Given entries ::
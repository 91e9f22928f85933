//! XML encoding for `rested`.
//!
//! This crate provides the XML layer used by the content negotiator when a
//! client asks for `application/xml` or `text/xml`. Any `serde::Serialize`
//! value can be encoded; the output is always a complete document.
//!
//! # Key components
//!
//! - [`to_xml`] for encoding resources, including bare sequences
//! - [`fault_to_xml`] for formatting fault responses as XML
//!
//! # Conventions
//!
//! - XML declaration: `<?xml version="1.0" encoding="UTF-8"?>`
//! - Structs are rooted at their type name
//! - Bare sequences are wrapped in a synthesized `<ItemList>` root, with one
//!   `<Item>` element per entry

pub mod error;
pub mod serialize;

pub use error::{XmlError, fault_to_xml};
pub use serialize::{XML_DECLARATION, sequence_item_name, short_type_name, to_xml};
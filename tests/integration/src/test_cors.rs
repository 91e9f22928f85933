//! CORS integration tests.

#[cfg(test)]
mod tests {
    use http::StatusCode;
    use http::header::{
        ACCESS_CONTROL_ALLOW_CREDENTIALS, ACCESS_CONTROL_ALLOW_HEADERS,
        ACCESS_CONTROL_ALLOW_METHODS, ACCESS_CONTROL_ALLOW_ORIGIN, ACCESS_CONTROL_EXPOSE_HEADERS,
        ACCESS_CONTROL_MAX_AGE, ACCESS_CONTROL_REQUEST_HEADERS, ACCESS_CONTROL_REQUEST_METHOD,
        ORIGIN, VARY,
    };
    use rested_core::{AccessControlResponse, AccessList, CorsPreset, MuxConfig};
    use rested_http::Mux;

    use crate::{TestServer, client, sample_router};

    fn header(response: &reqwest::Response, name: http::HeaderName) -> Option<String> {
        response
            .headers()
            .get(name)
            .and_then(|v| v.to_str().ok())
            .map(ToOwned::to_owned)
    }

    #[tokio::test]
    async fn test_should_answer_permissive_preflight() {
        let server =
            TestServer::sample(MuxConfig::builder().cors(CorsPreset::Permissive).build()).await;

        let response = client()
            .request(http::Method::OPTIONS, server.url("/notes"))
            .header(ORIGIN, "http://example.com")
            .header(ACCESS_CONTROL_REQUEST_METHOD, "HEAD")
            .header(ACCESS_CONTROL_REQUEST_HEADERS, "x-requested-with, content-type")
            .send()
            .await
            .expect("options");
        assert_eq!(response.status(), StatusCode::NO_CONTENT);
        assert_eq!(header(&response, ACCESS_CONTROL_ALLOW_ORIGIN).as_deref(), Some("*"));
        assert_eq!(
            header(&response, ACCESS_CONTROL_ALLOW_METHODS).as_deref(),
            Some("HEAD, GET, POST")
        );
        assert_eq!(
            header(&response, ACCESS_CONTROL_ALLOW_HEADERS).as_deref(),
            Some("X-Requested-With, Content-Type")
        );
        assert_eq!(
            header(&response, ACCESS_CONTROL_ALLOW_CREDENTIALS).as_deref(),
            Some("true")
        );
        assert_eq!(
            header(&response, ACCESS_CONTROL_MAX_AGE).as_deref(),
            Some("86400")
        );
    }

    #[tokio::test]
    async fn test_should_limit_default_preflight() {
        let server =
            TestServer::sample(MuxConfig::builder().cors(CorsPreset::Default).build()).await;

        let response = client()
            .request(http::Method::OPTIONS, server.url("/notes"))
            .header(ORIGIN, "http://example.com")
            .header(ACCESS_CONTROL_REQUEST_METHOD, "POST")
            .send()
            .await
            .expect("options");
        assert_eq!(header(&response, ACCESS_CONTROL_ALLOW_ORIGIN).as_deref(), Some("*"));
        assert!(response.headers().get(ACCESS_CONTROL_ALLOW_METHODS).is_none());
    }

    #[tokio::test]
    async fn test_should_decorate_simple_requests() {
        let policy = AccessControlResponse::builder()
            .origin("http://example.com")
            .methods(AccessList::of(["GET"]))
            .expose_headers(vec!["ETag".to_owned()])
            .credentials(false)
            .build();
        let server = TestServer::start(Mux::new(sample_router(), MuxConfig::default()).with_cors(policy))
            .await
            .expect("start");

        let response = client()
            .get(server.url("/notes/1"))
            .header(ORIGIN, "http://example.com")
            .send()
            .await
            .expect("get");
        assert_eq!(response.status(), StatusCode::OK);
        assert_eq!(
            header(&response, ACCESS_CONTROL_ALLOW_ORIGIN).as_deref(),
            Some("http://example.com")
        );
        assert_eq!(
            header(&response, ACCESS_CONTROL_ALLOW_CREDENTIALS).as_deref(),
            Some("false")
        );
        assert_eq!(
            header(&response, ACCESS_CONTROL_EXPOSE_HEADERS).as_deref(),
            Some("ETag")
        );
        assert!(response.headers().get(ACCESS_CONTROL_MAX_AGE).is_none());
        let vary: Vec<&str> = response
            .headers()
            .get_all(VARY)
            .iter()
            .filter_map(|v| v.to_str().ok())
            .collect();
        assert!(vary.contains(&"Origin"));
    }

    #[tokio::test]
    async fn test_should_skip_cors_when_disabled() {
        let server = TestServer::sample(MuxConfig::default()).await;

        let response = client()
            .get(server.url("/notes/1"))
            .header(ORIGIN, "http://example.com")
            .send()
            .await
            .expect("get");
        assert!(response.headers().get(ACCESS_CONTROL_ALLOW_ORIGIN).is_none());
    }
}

Aim of the exercise ::
The data above is to be returned exactly, with nothing altered.

Finished exercise ::
repository 91e9f22928f85933
//! XML encoding for `rested`.
//!
//! This crate provides the XML layer used by the content negotiator when a
//! client asks for `application/xml` or `text/xml`. Any `serde::Serialize`
//! value can be encoded; the output is always a complete document.
//!
//! # Key components
//!
//! - [`to_xml`] for encoding resources, including bare sequences
//! - [`fault_to_xml`] for formatting fault responses as XML
//!
//! # Conventions
//!
//! - XML declaration: `<?xml version="1.0" encoding="UTF-8"?>`
//! - Structs are rooted at their type name
//! - Bare sequences are wrapped in a synthesized `<ItemList>` root, with one
//!   `<Item>` element per entry

pub mod error;
pub mod serialize;

pub use error::{XmlError, fault_to_xml};
pub use serialize::{XML_DECLARATION, sequence_item_name, short_type_name, to_xml};
filename tests/integration/src/test_cors.rs
repository 91e9f22928f85933
//! CORS integration tests.

#[cfg(test)]
mod tests {
    use http::StatusCode;
    use http::header::{
        ACCESS_CONTROL_ALLOW_CREDENTIALS, ACCESS_CONTROL_ALLOW_HEADERS,
        ACCESS_CONTROL_ALLOW_METHODS, ACCESS_CONTROL_ALLOW_ORIGIN, ACCESS_CONTROL_EXPOSE_HEADERS,
        ACCESS_CONTROL_MAX_AGE, ACCESS_CONTROL_REQUEST_HEADERS, ACCESS_CONTROL_REQUEST_METHOD,
        ORIGIN, VARY,
    };
    use rested_core::{AccessControlResponse, AccessList, CorsPreset, MuxConfig};
    use rested_http::Mux;

    use crate::{TestServer, client, sample_router};

    fn header(response: &reqwest::Response, name: http::HeaderName) -> Option<String> {
        response
            .headers()
            .get(name)
            .and_then(|v| v.to_str().ok())
            .map(ToOwned::to_owned)
    }

    #[tokio::test]
    async fn test_should_answer_permissive_preflight() {
        let server =
            TestServer::sample(MuxConfig::builder().cors(CorsPreset::Permissive).build()).await;

        let response = client()
            .request(http::Method::OPTIONS, server.url("/notes"))
            .header(ORIGIN, "http://example.com")
            .header(ACCESS_CONTROL_REQUEST_METHOD, "HEAD")
            .header(ACCESS_CONTROL_REQUEST_HEADERS, "x-requested-with, content-type")
            .send()
            .await
            .expect("options");
        assert_eq!(response.status(), StatusCode::NO_CONTENT);
        assert_eq!(header(&response, ACCESS_CONTROL_ALLOW_ORIGIN).as_deref(), Some("*"));
        assert_eq!(
            header(&response, ACCESS_CONTROL_ALLOW_METHODS).as_deref(),
            Some("HEAD, GET, POST")
        );
        assert_eq!(
            header(&response, ACCESS_CONTROL_ALLOW_HEADERS).as_deref(),
            Some("X-Requested-With, Content-Type")
        );
        assert_eq!(
            header(&response, ACCESS_CONTROL_ALLOW_CREDENTIALS).as_deref(),
            Some("true")
        );
        assert_eq!(
            header(&response, ACCESS_CONTROL_MAX_AGE).as_deref(),
            Some("86400")
        );
    }

    #[tokio::test]
    async fn test_should_limit_default_preflight() {
        let server =
            TestServer::sample(MuxConfig::builder().cors(CorsPreset::Default).build()).await;

        let response = client()
            .request(http::Method::OPTIONS, server.url("/notes"))
            .header(ORIGIN, "http://example.com")
            .header(ACCESS_CONTROL_REQUEST_METHOD, "POST")
            .send()
            .await
            .expect("options");
        assert_eq!(header(&response, ACCESS_CONTROL_ALLOW_ORIGIN).as_deref(), Some("*"));
        assert!(response.headers().get(ACCESS_CONTROL_ALLOW_METHODS).is_none());
    }

    #[tokio::test]
    async fn test_should_decorate_simple_requests() {
        let policy = AccessControlResponse::builder()
            .origin("http://example.com")
            .methods(AccessList::of(["GET"]))
            .expose_headers(vec!["ETag".to_owned()])
            .credentials(false)
            .build();
        let server = TestServer::start(Mux::new(sample_router(), MuxConfig::default()).with_cors(policy))
            .await
            .expect("start");

        let response = client()
            .get(server.url("/notes/1"))
            .header(ORIGIN, "http://example.com")
            .send()
            .await
            .expect("get");
        assert_eq!(response.status(), StatusCode::OK);
        assert_eq!(
            header(&response, ACCESS_CONTROL_ALLOW_ORIGIN).as_deref(),
            Some("http://example.com")
        );
        assert_eq!(
            header(&response, ACCESS_CONTROL_ALLOW_CREDENTIALS).as_deref(),
            Some("false")
        );
        assert_eq!(
            header(&response, ACCESS_CONTROL_EXPOSE_HEADERS).as_deref(),
            Some("ETag")
        );
        assert!(response.headers().get(ACCESS_CONTROL_MAX_AGE).is_none());
        let vary: Vec<&str> = response
            .headers()
            .get_all(VARY)
            .iter()
            .filter_map(|v| v.to_str().ok())
            .collect();
        assert!(vary.contains(&"Origin"));
    }

    #[tokio::test]
    async fn test_should_skip_cors_when_disabled() {
        let server = TestServer::sample(MuxConfig::default()).await;

        let response = client()
            .get(server.url("/notes/1"))
            .header(ORIGIN, "http://example.com")
            .send()
            .await
            .expect("get");
        assert!(response.headers().get(ACCESS_CONTROL_ALLOW_ORIGIN).is_none());
    }
}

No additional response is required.